Source data =>
┄┄┄┄┄┄

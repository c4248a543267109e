//! Label text normalisation: escape resolution followed by script folding.

use std::sync::LazyLock;

use regex::{Captures, Regex};

/// Code-point escapes, longest form first so `\UXXXXXXXX` is not read as `U+`.
static ESCAPES: LazyLock<Regex> = LazyLock::new(|| {
    Regex::new(r"\\U([0-9A-Fa-f]{8})|\\u([0-9A-Fa-f]{4})|\\?U\+([0-9A-Fa-f]{4,6})")
        .expect("escape pattern is valid")
});

/// Prepare a string for label rendering: resolve literal code-point escapes,
/// then fold locale-specific letters to ASCII.
///
/// Folding can expose a new escape (`Ü+00E7` becomes `U+00E7`), so both passes
/// repeat until the text is stable. Each further round resolves at least one
/// escape and shortens the text.
pub fn normalize_label(text: &str) -> String {
    let mut current = fold_script(&resolve_escapes(text));
    loop {
        let next = fold_script(&resolve_escapes(&current));
        if next == current { return current }
        current = next;
    }
}

/// Replace `U+XXXX`, `\U+XXXX`, `\uXXXX` and `\UXXXXXXXX` escapes with the
/// character they name. Escapes that do not name a Unicode scalar value are
/// left untouched.
pub fn resolve_escapes(text: &str) -> String {
    if !text.contains('U') && !text.contains("\\u") { return text.to_string() }

    ESCAPES.replace_all(text, |caps: &Captures| {
        let hex = caps.get(1).or_else(|| caps.get(2)).or_else(|| caps.get(3))
            .map(|m| m.as_str())
            .unwrap_or_default();

        u32::from_str_radix(hex, 16).ok()
            .and_then(char::from_u32)
            .map(String::from)
            .unwrap_or_else(|| caps[0].to_string())
    }).into_owned()
}

/// Fold Turkish letters to their closest ASCII counterparts, one char for one.
pub fn fold_script(text: &str) -> String {
    text.chars().map(fold_char).collect()
}

#[inline]
fn fold_char(c: char) -> char {
    match c {
        'ç' => 'c', 'Ç' => 'C',
        'ğ' => 'g', 'Ğ' => 'G',
        'ı' => 'i', 'İ' => 'I',
        'ö' => 'o', 'Ö' => 'O',
        'ş' => 's', 'Ş' => 'S',
        'ü' => 'u', 'Ü' => 'U',
        'â' => 'a', 'Â' => 'A',
        'î' => 'i', 'Î' => 'I',
        'û' => 'u', 'Û' => 'U',
        other => other,
    }
}

/// Letters rewritten by [`fold_script`].
pub const FOLDED_LETTERS: &[char] = &[
    'ç', 'Ç', 'ğ', 'Ğ', 'ı', 'İ', 'ö', 'Ö', 'ş', 'Ş', 'ü', 'Ü', 'â', 'Â', 'î', 'Î', 'û', 'Û',
];
use anyhow::Result;
use log::{debug, info};
use parcel_dxf::{ConnectionConfig, ExportOptions, ParcelSource, PostgresSource, SourceConfig, export};

pub fn run(_cli: &crate::cli::Cli, args: &crate::cli::ExportArgs) -> Result<()> {
    let connection = ConnectionConfig {
        host: args.db_host.clone(),
        port: args.db_port,
        user: args.db_user.clone(),
        password: args.db_password.clone(),
        dbname: args.db_name.clone(),
    };
    let source_config = SourceConfig {
        districts: args.districts.clone(),
        target_srid: args.srid,
        fetch_size: args.fetch_size,
    };
    let options = ExportOptions {
        output_dir: args.output.clone(),
        text_height: args.text_height,
        dxf_version: args.dxf_version,
        encodings: args.encodings.iter().map(|&e| e.into()).collect(),
    };

    debug!("[export] {source_config:?}");
    debug!("[export] {options:?}");

    let mut source = PostgresSource::connect(&connection)?;
    let summary = export(source.parcels(&source_config)?, &options)?;

    info!("[export] Wrote {} files to {}", summary.districts.len(), options.output_dir.display());
    Ok(())
}
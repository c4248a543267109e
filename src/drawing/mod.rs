mod document;
mod placement;

pub use document::{
    Boundary, DistrictDocument, Entity, HAlign, LABEL_LAYER, Layer, MTextEntity, PARCEL_LAYER, TextEntity, VAlign,
};
pub use placement::{DEFAULT_TEXT_HEIGHT, Placement};
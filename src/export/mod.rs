mod exporter;
mod stats;

pub use exporter::{DistrictExporter, DistrictReport, ExportOptions, ExportSummary, export};
pub use stats::DistrictStats;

┄┄┄┄┄┄

What is needed =>
Output the data above without altering a line.

Result of the task =>
repository c4248a543267109e
//! Label text normalisation: escape resolution followed by script folding.

use std::sync::LazyLock;

use regex::{Captures, Regex};

/// Code-point escapes, longest form first so `\UXXXXXXXX` is not read as `U+`.
static ESCAPES: LazyLock<Regex> = LazyLock::new(|| {
    Regex::new(r"\\U([0-9A-Fa-f]{8})|\\u([0-9A-Fa-f]{4})|\\?U\+([0-9A-Fa-f]{4,6})")
        .expect("escape pattern is valid")
});

/// Prepare a string for label rendering: resolve literal code-point escapes,
/// then fold locale-specific letters to ASCII.
///
/// Folding can expose a new escape (`Ü+00E7` becomes `U+00E7`), so both passes
/// repeat until the text is stable. Each further round resolves at least one
/// escape and shortens the text.
pub fn normalize_label(text: &str) -> String {
    let mut current = fold_script(&resolve_escapes(text));
    loop {
        let next = fold_script(&resolve_escapes(&current));
        if next == current { return current }
        current = next;
    }
}

/// Replace `U+XXXX`, `\U+XXXX`, `\uXXXX` and `\UXXXXXXXX` escapes with the
/// character they name. Escapes that do not name a Unicode scalar value are
/// left untouched.
pub fn resolve_escapes(text: &str) -> String {
    if !text.contains('U') && !text.contains("\\u") { return text.to_string() }

    ESCAPES.replace_all(text, |caps: &Captures| {
        let hex = caps.get(1).or_else(|| caps.get(2)).or_else(|| caps.get(3))
            .map(|m| m.as_str())
            .unwrap_or_default();

        u32::from_str_radix(hex, 16).ok()
            .and_then(char::from_u32)
            .map(String::from)
            .unwrap_or_else(|| caps[0].to_string())
    }).into_owned()
}

/// Fold Turkish letters to their closest ASCII counterparts, one char for one.
pub fn fold_script(text: &str) -> String {
    text.chars().map(fold_char).collect()
}

#[inline]
fn fold_char(c: char) -> char {
    match c {
        'ç' => 'c', 'Ç' => 'C',
        'ğ' => 'g', 'Ğ' => 'G',
        'ı' => 'i', 'İ' => 'I',
        'ö' => 'o', 'Ö' => 'O',
        'ş' => 's', 'Ş' => 'S',
        'ü' => 'u', 'Ü' => 'U',
        'â' => 'a', 'Â' => 'A',
        'î' => 'i', 'Î' => 'I',
        'û' => 'u', 'Û' => 'U',
        other => other,
    }
}

/// Letters rewritten by [`fold_script`].
pub const FOLDED_LETTERS: &[char] = &[
    'ç', 'Ç', 'ğ', 'Ğ', 'ı', 'İ', 'ö', 'Ö', 'ş', 'Ş', 'ü', 'Ü', 'â', 'Â', 'î', 'Î', 'û', 'Û',
];
use anyhow::Result;
use log::{debug, info};
use parcel_dxf::{ConnectionConfig, ExportOptions, ParcelSource, PostgresSource, SourceConfig, export};

pub fn run(_cli: &crate::cli::Cli, args: &crate::cli::ExportArgs) -> Result<()> {
    let connection = ConnectionConfig {
        host: args.db_host.clone(),
        port: args.db_port,
        user: args.db_user.clone(),
        password: args.db_password.clone(),
        dbname: args.db_name.clone(),
    };
    let source_config = SourceConfig {
        districts: args.districts.clone(),
        target_srid: args.srid,
        fetch_size: args.fetch_size,
    };
    let options = ExportOptions {
        output_dir: args.output.clone(),
        text_height: args.text_height,
        dxf_version: args.dxf_version,
        encodings: args.encodings.iter().map(|&e| e.into()).collect(),
    };

    debug!("[export] {source_config:?}");
    debug!("[export] {options:?}");

    let mut source = PostgresSource::connect(&connection)?;
    let summary = export(source.parcels(&source_config)?, &options)?;

    info!("[export] Wrote {} files to {}", summary.districts.len(), options.output_dir.display());
    Ok(())
}
repository c4248a543267109e
filename src/drawing/mod.rs
mod document;
mod placement;

pub use document::{
    Boundary, DistrictDocument, Entity, HAlign, LABEL_LAYER, Layer, MTextEntity, PARCEL_LAYER, TextEntity, VAlign,
};
pub use placement::{DEFAULT_TEXT_HEIGHT, Placement};
filename src/export/mod.rs
mod exporter;
mod stats;

pub use exporter::{DistrictExporter, DistrictReport, ExportOptions, ExportSummary, export};
pub use stats::DistrictStats;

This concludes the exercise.